Eggermont and colleagues enrolled 1,019 patients with stage 3 melanoma who were at high risk of recurrence after complete resection of their tumors in the KEYNOTE-054/EORTC 1325-MG phase III clinical trial. Patients were randomized 1:1 to a flat dose of 200 milligrams of pembrolizumab or placebo every three weeks for a total of 18 doses or until disease recurrence or unacceptable toxicity. After a median follow-up of 1.25 years, 135 of the 514 patients randomized to pembrolizumab and 216 of the 505 patients randomized to placebo had been diagnosed with recurrent disease or had died.
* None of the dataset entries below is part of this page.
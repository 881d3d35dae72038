//! Per-channel storage of raw captures and their conversion into physical units.

use indexmap::IndexMap;

use crate::{ChannelId, Error, Preamble, Result, StoreConfiguration};

#[derive(Debug, Clone, PartialEq)]
pub struct ChannelRecord {
    pub preamble: Preamble,
    pub raw: Vec<i64>,
}

impl ChannelRecord {
    /// Volts spanned by one vertical division when the full converter range fills the display.
    pub fn volts_per_div(&self, config: &StoreConfiguration) -> f64 {
        config.full_scale() * self.preamble.y_increment / config.vertical_divisions as f64
    }

    /// Voltage at the vertical center of the display.
    pub fn offset(&self, config: &StoreConfiguration) -> f64 {
        let Preamble { y_increment, y_origin, y_reference, .. } = self.preamble;
        (config.full_scale() / 2.0 - y_reference) * y_increment + y_origin
    }

    /// Seconds spanned by one horizontal division when the capture fills the display.
    pub fn sec_per_div(&self, config: &StoreConfiguration) -> f64 {
        self.preamble.points * self.preamble.x_increment / config.horizontal_divisions as f64
    }

    /// Time of the horizontal center of the display.
    pub fn delay(&self) -> f64 {
        let Preamble { points, x_increment, x_origin, x_reference, .. } = self.preamble;
        (points / 2.0 - x_reference) * x_increment + x_origin
    }

    /// Time of each sample relative to the first sample in the buffer.
    pub fn time(&self) -> impl Iterator<Item = f64> + '_ {
        let x_increment = self.preamble.x_increment;
        (0..self.raw.len()).map(move |index| x_increment * index as f64)
    }

    /// Voltage of each sample.
    pub fn volts(&self) -> impl Iterator<Item = f64> + '_ {
        let Preamble { y_increment, y_origin, y_reference, .. } = self.preamble;
        self.raw.iter().map(move |&code| y_increment * (code as f64 - y_reference) + y_origin)
    }
}

#[derive(Debug, Clone, Default)]
pub struct WaveformStore {
    config: StoreConfiguration,
    channels: IndexMap<ChannelId, ChannelRecord>,
}

impl WaveformStore {
    pub fn new() -> WaveformStore {
        Self::with_configuration(StoreConfiguration::default())
    }

    pub fn with_configuration(config: StoreConfiguration) -> WaveformStore {
        WaveformStore { config, channels: IndexMap::new() }
    }

    pub fn configuration(&self) -> &StoreConfiguration {
        &self.config
    }

    /// Store a capture of `channel`. If `channel` was added before, its record is replaced and it
    /// keeps its position in [`Self::channels`].
    ///
    /// The length of `raw` is not checked against the declared number of points.
    pub fn insert(&mut self, channel: ChannelId, preamble: Preamble, raw: Vec<i64>) {
        log::debug!("insert({}) points={} samples={} count={}",
            channel, preamble.points, raw.len(), preamble.count);
        if raw.len() as f64 != preamble.points {
            log::warn!("channel {} declares {} points but holds {} samples",
                channel, preamble.points, raw.len());
        }
        if self.channels.insert(channel, ChannelRecord { preamble, raw }).is_some() {
            log::debug!("replaced previous capture of channel {}", channel);
        }
    }

    /// Parse `preamble` and store it with `raw` under `channel`.
    ///
    /// Nothing is stored if the preamble is malformed.
    pub fn add_channel<S: AsRef<str>>(&mut self, channel: ChannelId, preamble: &[S], raw: Vec<i64>)
            -> Result<()> {
        let preamble = Preamble::parse_fields(preamble)?;
        self.insert(channel, preamble, raw);
        Ok(())
    }

    /// Identifiers of all added channels, in the order they were first added.
    pub fn channels(&self) -> impl ExactSizeIterator<Item = ChannelId> + '_ {
        self.channels.keys().copied()
    }

    pub fn len(&self) -> usize {
        self.channels.len()
    }

    pub fn is_empty(&self) -> bool {
        self.channels.is_empty()
    }

    pub fn contains(&self, channel: ChannelId) -> bool {
        self.channels.contains_key(&channel)
    }

    pub fn channel(&self, channel: ChannelId) -> Result<&ChannelRecord> {
        self.channels.get(&channel).ok_or(Error::MissingChannel(channel))
    }

    pub(crate) fn records(&self) -> impl Iterator<Item = (ChannelId, &ChannelRecord)> + '_ {
        self.channels.iter().map(|(&channel, record)| (channel, record))
    }

    pub fn preamble(&self, channel: ChannelId) -> Result<&Preamble> {
        Ok(&self.channel(channel)?.preamble)
    }

    pub fn raw(&self, channel: ChannelId) -> Result<&[i64]> {
        Ok(&self.channel(channel)?.raw)
    }

    pub fn volts_per_div(&self, channel: ChannelId) -> Result<f64> {
        Ok(self.channel(channel)?.volts_per_div(&self.config))
    }

    pub fn offset(&self, channel: ChannelId) -> Result<f64> {
        Ok(self.channel(channel)?.offset(&self.config))
    }

    pub fn sec_per_div(&self, channel: ChannelId) -> Result<f64> {
        Ok(self.channel(channel)?.sec_per_div(&self.config))
    }

    pub fn delay(&self, channel: ChannelId) -> Result<f64> {
        Ok(self.channel(channel)?.delay())
    }

    /// Sample times in seconds, starting at zero for the first sample.
    pub fn time(&self, channel: ChannelId) -> Result<Vec<f64>> {
        Ok(self.channel(channel)?.time().collect())
    }

    /// Sample voltages in volts.
    pub fn ch(&self, channel: ChannelId) -> Result<Vec<f64>> {
        Ok(self.channel(channel)?.volts().collect())
    }
}

#[cfg(test)]
mod test {
    use super::*;
    use proptest::prelude::*;

    fn preamble(points: f64, x_increment: f64, y_increment: f64, y_origin: f64, y_reference: f64)
            -> Preamble {
        Preamble::from_values(&[
            1.0, 1.0, points, 1.0, x_increment, 0.0, 0.0, y_increment, y_origin, y_reference
        ]).unwrap()
    }

    #[test]
    fn test_scale_and_origin() {
        let mut store = WaveformStore::new();
        store.add_channel(1, &["1", "1", "4", "1", "0.5", "0", "0", "2", "0", "0"],
            vec![0, 100, 200, 300]).unwrap();
        assert_eq!(store.time(1).unwrap(), [0.0, 0.5, 1.0, 1.5]);
        assert_eq!(store.ch(1).unwrap(), [0.0, 200.0, 400.0, 600.0]);
    }

    #[test]
    fn test_reference_subtracted() {
        let mut store = WaveformStore::new();
        store.add_channel(1, &["1", "1", "4", "1", "1", "0", "0", "1", "10", "5"],
            vec![5, 15, 25, 35]).unwrap();
        assert_eq!(store.ch(1).unwrap(), [10.0, 20.0, 30.0, 40.0]);
    }

    #[test]
    fn test_missing_channel() {
        let mut store = WaveformStore::new();
        store.insert(1, preamble(4.0, 1.0, 1.0, 0.0, 0.0), vec![0; 4]);
        assert!(matches!(store.ch(2), Err(Error::MissingChannel(2))));
        assert!(matches!(store.time(2), Err(Error::MissingChannel(2))));
        assert!(matches!(store.volts_per_div(2), Err(Error::MissingChannel(2))));
        assert!(matches!(store.offset(2), Err(Error::MissingChannel(2))));
        assert!(matches!(store.sec_per_div(2), Err(Error::MissingChannel(2))));
        assert!(matches!(store.delay(2), Err(Error::MissingChannel(2))));
    }

    #[test]
    fn test_malformed_preamble_not_added() {
        let mut store = WaveformStore::new();
        let error = store.add_channel(1, &["1"; 9], vec![0; 4]).unwrap_err();
        assert!(matches!(error, Error::MalformedPreamble { .. }));
        assert_eq!(store.channels().count(), 0);
        assert!(!store.contains(1));
        assert!(store.is_empty());
    }

    #[test]
    fn test_division_quantities() {
        let mut store = WaveformStore::new();
        store.add_channel(3, &["1", "0", "1000", "8", "1e-6", "-2e-4", "100", "1e-3", "0.5", "12"],
            vec![0; 1000]).unwrap();
        assert_eq!(store.volts_per_div(3).unwrap(), 65536.0 * 1e-3 / 8.0);
        assert_eq!(store.offset(3).unwrap(), (32768.0 - 12.0) * 1e-3 + 0.5);
        assert_eq!(store.sec_per_div(3).unwrap(), 1000.0 * 1e-6 / 10.0);
        assert_eq!(store.delay(3).unwrap(), (500.0 - 100.0) * 1e-6 + -2e-4);
        assert_eq!(store.preamble(3).unwrap().count, 8);
    }

    #[test]
    fn test_configured_full_scale() {
        let mut store = WaveformStore::with_configuration(StoreConfiguration::with_resolution(8));
        store.insert(1, preamble(4.0, 1.0, 0.5, 0.0, 0.0), vec![0; 4]);
        assert_eq!(store.volts_per_div(1).unwrap(), 256.0 * 0.5 / 8.0);
        assert_eq!(store.offset(1).unwrap(), 128.0 * 0.5);
    }

    #[test]
    fn test_reinsert_replaces() {
        let mut store = WaveformStore::new();
        store.insert(2, preamble(2.0, 1.0, 1.0, 0.0, 0.0), vec![1, 2]);
        store.insert(1, preamble(2.0, 1.0, 1.0, 0.0, 0.0), vec![3, 4]);
        store.insert(2, preamble(3.0, 1.0, 2.0, 0.0, 0.0), vec![5, 6, 7]);
        assert_eq!(store.channels().collect::<Vec<_>>(), [2, 1]);
        assert_eq!(store.len(), 2);
        assert_eq!(store.raw(2).unwrap(), [5, 6, 7]);
        assert_eq!(store.ch(2).unwrap(), [10.0, 12.0, 14.0]);
    }

    #[test]
    fn test_stores_are_independent() {
        let mut first = WaveformStore::new();
        let second = WaveformStore::new();
        first.insert(1, preamble(1.0, 1.0, 1.0, 0.0, 0.0), vec![0]);
        assert!(first.contains(1));
        assert!(!second.contains(1));
    }

    #[test]
    fn test_unvalidated_buffer_length() {
        let mut store = WaveformStore::new();
        store.insert(1, preamble(10.0, 0.25, 1.0, 0.0, 0.0), vec![1, 2, 3]);
        assert_eq!(store.time(1).unwrap(), [0.0, 0.25, 0.5]);
        assert_eq!(store.ch(1).unwrap().len(), 3);
    }

    proptest! {
        #[test]
        fn prop_derived_arrays(
            raw in prop::collection::vec(-32768i64..32768, 0..64),
            x_increment in 1e-12f64..1.0,
            y_increment in 1e-6f64..1.0,
            y_origin in -10.0f64..10.0,
            y_reference in -100.0f64..100.0,
        ) {
            let mut store = WaveformStore::new();
            let preamble = preamble(raw.len() as f64, x_increment, y_increment, y_origin, y_reference);
            store.insert(7, preamble, raw.clone());

            let time = store.time(7).unwrap();
            let volts = store.ch(7).unwrap();
            prop_assert_eq!(time.len(), raw.len());
            prop_assert_eq!(volts.len(), raw.len());
            if let Some(&first) = time.first() {
                prop_assert_eq!(first, 0.0);
            }
            for (index, &code) in raw.iter().enumerate() {
                prop_assert_eq!(volts[index], y_increment * (code as f64 - y_reference) + y_origin);
            }
            prop_assert_eq!(&store.time(7).unwrap(), &time);
            prop_assert_eq!(&store.ch(7).unwrap(), &volts);
        }

        #[test]
        fn prop_division_quantities_ignore_samples(
            first in prop::collection::vec(any::<i16>(), 1..32),
            second in prop::collection::vec(any::<i16>(), 1..32),
            y_increment in 1e-6f64..1.0,
        ) {
            let mut store = WaveformStore::new();
            let preamble = preamble(16.0, 1e-3, y_increment, 0.1, 3.0);
            store.insert(1, preamble, first.into_iter().map(i64::from).collect());
            store.insert(2, preamble, second.into_iter().map(i64::from).collect());
            prop_assert_eq!(store.volts_per_div(1).unwrap(), store.volts_per_div(2).unwrap());
            prop_assert_eq!(store.offset(1).unwrap(), store.offset(2).unwrap());
            prop_assert_eq!(store.sec_per_div(1).unwrap(), store.sec_per_div(2).unwrap());
            prop_assert_eq!(store.delay(1).unwrap(), store.delay(2).unwrap());
            prop_assert_eq!(store.volts_per_div(1).unwrap(), 65536.0 * y_increment / 8.0);
        }
    }
}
The benefits of pembrolizumab were similar when patients with PD-L1 positive and PD-L1 negative tumors were analyzed separately. Among the 852 patients with PD-L1 positive tumors, those randomized to pembrolizumab were 46 percent less likely to have a recurrence or death event compared with those randomized to placebo. Among the 116 patients with PD-L1 negative tumors, those randomized to pembrolizumab were 53 percent less likely to have a recurrence or death event.
“An important aspect of this trial is that patients randomized to placebo who have recurrence are offered access to pembrolizumab,” said Eggermont. “This cross-over design is unique in the world of adjuvant trials in melanoma and will permit us to analyze if adjuvant therapy with pembrolizumab right after surgery is better or not than treating only those who relapse and start treatment at relapse.”
According to Eggermont, the main limitation of the study is that we need more time before we can determine whether these positive recurrence-free survival results will lead to improvement in overall survival for the patients.